— Dataset entries —
========================

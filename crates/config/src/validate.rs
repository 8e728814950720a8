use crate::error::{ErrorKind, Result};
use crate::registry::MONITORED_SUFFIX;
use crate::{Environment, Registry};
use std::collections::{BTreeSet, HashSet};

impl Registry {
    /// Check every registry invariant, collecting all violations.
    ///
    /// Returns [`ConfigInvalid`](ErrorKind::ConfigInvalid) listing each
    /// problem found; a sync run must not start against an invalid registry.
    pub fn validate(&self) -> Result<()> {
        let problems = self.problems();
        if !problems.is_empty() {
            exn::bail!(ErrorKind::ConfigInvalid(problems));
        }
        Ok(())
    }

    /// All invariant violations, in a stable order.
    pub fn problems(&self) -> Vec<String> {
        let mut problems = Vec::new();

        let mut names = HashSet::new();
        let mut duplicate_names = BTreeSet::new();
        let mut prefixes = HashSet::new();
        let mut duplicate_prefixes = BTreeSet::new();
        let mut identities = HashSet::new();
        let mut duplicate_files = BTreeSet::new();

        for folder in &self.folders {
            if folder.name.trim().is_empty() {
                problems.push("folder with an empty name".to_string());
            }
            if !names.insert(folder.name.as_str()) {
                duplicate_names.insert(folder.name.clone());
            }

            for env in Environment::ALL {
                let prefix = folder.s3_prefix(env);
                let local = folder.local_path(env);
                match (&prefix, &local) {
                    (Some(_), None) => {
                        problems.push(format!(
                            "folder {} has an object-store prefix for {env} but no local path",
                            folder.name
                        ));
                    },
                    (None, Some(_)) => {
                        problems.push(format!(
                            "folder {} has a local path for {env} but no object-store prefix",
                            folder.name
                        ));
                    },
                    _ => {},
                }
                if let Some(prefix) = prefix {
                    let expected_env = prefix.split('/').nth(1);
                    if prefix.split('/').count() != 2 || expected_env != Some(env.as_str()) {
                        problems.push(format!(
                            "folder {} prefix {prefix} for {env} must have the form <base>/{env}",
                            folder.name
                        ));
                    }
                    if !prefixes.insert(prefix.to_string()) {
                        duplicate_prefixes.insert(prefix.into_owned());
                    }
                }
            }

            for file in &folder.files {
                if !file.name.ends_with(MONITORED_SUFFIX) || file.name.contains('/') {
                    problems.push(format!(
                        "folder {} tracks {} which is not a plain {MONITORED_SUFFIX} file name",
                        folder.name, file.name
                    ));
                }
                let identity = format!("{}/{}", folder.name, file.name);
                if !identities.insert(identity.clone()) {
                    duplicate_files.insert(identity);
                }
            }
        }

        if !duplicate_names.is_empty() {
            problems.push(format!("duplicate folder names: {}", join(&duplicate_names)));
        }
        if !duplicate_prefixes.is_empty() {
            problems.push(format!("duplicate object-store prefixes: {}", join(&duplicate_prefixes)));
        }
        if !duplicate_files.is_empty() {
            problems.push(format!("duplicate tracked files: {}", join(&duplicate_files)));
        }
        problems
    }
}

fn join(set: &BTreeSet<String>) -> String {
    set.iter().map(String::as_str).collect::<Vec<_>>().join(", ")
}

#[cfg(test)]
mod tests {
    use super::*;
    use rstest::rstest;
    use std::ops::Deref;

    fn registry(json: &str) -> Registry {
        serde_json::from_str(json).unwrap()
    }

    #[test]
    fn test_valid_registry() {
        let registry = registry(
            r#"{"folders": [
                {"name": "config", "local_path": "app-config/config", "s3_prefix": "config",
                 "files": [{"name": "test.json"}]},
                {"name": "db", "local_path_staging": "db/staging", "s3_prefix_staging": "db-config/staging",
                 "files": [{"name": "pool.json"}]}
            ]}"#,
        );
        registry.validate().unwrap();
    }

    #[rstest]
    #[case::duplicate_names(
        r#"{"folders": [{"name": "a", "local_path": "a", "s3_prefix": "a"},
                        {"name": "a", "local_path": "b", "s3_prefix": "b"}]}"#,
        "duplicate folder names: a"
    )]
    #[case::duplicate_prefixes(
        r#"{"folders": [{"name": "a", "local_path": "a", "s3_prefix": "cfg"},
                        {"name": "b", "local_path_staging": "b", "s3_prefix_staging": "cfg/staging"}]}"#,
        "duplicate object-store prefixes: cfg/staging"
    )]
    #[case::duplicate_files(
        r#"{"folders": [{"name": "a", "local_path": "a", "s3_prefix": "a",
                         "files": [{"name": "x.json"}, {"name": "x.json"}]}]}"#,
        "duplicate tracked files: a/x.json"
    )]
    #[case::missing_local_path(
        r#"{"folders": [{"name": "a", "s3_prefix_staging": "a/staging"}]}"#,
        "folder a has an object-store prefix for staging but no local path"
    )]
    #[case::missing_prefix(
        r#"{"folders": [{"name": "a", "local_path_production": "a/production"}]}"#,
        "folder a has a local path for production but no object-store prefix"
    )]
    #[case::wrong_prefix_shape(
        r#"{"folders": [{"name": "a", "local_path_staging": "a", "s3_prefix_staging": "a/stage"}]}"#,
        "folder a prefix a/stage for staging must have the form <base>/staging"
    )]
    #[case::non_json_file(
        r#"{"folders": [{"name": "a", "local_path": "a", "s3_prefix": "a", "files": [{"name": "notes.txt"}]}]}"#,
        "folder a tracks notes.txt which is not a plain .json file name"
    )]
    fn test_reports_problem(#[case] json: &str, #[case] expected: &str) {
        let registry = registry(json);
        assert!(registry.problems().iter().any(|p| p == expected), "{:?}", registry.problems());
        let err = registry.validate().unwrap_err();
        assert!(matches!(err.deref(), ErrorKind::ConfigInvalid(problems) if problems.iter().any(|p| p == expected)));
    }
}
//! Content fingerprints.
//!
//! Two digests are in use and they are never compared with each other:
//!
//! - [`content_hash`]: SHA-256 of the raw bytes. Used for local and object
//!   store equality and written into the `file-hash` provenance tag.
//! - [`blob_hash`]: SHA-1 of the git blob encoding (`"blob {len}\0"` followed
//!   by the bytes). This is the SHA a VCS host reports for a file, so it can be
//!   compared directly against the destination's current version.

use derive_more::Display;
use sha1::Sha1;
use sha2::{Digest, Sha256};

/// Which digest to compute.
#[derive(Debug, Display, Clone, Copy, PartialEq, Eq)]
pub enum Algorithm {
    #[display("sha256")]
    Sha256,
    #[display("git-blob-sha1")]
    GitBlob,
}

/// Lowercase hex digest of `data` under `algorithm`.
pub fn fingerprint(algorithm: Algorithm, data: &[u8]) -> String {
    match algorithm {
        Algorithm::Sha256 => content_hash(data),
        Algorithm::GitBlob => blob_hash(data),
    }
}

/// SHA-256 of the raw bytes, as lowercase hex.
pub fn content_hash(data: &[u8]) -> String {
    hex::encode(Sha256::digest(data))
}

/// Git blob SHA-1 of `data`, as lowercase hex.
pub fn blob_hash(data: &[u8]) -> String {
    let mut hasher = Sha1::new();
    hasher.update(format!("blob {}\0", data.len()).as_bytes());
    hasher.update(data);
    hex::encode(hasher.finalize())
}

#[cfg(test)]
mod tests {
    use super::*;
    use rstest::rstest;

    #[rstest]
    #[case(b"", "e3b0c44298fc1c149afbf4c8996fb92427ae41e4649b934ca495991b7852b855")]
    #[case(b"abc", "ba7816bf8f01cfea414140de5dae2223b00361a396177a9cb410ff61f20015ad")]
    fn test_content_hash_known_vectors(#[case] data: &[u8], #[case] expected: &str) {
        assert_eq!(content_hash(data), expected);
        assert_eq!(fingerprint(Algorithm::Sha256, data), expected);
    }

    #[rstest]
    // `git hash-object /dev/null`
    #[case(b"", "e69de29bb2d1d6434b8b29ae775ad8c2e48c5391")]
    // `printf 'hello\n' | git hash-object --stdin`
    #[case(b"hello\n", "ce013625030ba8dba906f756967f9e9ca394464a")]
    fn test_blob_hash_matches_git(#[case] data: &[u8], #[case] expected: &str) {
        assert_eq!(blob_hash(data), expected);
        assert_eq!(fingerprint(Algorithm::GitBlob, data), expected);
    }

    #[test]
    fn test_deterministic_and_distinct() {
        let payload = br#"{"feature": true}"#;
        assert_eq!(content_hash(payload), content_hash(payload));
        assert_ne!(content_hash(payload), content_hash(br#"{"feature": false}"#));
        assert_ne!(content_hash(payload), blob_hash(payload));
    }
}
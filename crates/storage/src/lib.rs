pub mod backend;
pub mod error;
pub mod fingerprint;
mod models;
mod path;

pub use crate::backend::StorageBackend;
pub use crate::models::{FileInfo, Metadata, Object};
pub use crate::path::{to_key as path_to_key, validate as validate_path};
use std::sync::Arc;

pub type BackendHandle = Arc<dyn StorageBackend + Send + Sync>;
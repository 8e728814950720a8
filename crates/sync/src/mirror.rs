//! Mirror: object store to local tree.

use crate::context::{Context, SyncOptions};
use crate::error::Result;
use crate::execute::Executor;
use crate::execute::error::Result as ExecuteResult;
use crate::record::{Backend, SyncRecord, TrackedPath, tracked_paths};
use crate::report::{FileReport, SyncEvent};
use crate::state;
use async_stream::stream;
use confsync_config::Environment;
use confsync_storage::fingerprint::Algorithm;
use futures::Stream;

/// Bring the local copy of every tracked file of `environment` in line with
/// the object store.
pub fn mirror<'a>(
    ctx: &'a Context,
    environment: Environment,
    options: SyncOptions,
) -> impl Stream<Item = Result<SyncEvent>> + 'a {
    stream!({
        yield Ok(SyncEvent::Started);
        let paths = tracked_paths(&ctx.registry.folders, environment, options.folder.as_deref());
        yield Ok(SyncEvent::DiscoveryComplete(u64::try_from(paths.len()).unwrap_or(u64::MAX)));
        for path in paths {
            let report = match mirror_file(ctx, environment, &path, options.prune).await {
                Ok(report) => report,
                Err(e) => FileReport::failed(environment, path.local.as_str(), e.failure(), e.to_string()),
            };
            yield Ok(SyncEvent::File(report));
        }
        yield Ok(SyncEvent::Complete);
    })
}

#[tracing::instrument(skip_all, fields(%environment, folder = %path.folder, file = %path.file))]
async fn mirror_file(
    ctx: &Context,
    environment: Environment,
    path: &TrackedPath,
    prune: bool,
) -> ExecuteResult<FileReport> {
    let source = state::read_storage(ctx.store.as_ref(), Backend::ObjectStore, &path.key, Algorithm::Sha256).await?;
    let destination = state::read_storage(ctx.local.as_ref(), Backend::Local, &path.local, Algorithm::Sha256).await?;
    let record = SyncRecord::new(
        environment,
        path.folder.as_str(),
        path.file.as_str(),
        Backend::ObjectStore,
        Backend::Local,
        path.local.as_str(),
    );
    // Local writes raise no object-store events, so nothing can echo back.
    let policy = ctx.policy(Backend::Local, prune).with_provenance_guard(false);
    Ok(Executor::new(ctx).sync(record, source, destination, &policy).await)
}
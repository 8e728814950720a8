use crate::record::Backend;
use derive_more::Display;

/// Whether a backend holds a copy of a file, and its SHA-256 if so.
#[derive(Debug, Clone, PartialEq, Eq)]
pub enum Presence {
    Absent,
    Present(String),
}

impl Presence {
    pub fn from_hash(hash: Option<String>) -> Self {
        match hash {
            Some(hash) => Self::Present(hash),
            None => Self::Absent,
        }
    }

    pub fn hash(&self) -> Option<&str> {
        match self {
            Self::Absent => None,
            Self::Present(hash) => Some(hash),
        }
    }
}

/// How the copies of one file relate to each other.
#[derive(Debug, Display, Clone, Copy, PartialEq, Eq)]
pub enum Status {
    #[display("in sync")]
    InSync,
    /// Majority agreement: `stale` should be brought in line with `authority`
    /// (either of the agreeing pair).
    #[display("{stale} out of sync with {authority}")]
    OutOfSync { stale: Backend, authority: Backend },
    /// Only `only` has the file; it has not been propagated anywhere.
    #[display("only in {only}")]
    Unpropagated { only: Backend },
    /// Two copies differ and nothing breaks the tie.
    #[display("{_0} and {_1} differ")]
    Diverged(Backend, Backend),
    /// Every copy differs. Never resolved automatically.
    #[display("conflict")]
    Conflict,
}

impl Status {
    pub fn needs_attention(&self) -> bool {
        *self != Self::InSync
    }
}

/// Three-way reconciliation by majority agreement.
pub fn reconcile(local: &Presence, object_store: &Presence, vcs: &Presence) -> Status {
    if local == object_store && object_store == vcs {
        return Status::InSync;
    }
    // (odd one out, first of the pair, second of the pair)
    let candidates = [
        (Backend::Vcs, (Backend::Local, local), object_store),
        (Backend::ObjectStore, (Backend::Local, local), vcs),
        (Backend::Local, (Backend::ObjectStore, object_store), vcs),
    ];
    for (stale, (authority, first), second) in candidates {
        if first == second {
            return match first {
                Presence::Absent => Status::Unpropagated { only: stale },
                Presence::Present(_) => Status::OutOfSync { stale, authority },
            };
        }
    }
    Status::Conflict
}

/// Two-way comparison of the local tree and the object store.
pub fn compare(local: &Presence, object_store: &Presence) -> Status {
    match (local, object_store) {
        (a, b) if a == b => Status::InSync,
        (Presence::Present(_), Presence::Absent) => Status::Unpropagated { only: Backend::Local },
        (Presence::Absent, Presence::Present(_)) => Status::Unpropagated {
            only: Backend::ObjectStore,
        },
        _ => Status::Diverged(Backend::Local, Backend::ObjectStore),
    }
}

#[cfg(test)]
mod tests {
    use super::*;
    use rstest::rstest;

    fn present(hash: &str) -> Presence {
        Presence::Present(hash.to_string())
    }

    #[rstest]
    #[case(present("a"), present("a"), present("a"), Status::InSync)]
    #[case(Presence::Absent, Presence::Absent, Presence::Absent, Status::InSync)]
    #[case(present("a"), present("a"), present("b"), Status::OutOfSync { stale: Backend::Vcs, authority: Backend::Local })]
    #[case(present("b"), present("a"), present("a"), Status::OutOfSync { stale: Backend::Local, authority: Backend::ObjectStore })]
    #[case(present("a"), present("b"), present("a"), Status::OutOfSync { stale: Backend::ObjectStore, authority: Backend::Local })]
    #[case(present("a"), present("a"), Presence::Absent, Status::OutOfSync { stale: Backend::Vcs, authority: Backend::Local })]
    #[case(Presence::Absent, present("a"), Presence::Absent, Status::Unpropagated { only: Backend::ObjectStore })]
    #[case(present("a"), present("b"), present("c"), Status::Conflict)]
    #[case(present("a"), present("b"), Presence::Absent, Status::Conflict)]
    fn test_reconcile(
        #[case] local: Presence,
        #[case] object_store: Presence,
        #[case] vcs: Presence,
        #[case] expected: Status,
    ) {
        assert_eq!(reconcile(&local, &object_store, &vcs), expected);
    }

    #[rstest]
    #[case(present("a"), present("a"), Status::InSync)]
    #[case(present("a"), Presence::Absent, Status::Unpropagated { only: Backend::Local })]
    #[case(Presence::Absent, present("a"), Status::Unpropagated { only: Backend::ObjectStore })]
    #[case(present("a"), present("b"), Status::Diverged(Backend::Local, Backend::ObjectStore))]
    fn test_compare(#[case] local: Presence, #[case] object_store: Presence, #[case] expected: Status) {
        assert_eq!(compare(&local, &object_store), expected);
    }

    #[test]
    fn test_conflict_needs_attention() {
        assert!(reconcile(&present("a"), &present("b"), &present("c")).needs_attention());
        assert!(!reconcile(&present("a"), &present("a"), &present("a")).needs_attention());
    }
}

========================

Go through the data and copy every line that includes "Absent".

    Absent,
            None => Self::Absent,
            Self::Absent => None,
                Presence::Absent => Status::Unpropagated { only: stale },
        (Presence::Present(_), Presence::Absent) => Status::Unpropagated { only: Backend::Local },
        (Presence::Absent, Presence::Present(_)) => Status::Unpropagated {
    #[case(Presence::Absent, Presence::Absent, Presence::Absent, Status::InSync)]
    #[case(present("a"), present("a"), Presence::Absent, Status::OutOfSync { stale: Backend::Vcs, authority: Backend::Local })]
    #[case(Presence::Absent, present("a"), Presence::Absent, Status::Unpropagated { only: Backend::ObjectStore })]
    #[case(present("a"), present("b"), Presence::Absent, Status::Conflict)]
    #[case(present("a"), Presence::Absent, Status::Unpropagated { only: Backend::Local })]
    #[case(Presence::Absent, present("a"), Status::Unpropagated { only: Backend::ObjectStore })]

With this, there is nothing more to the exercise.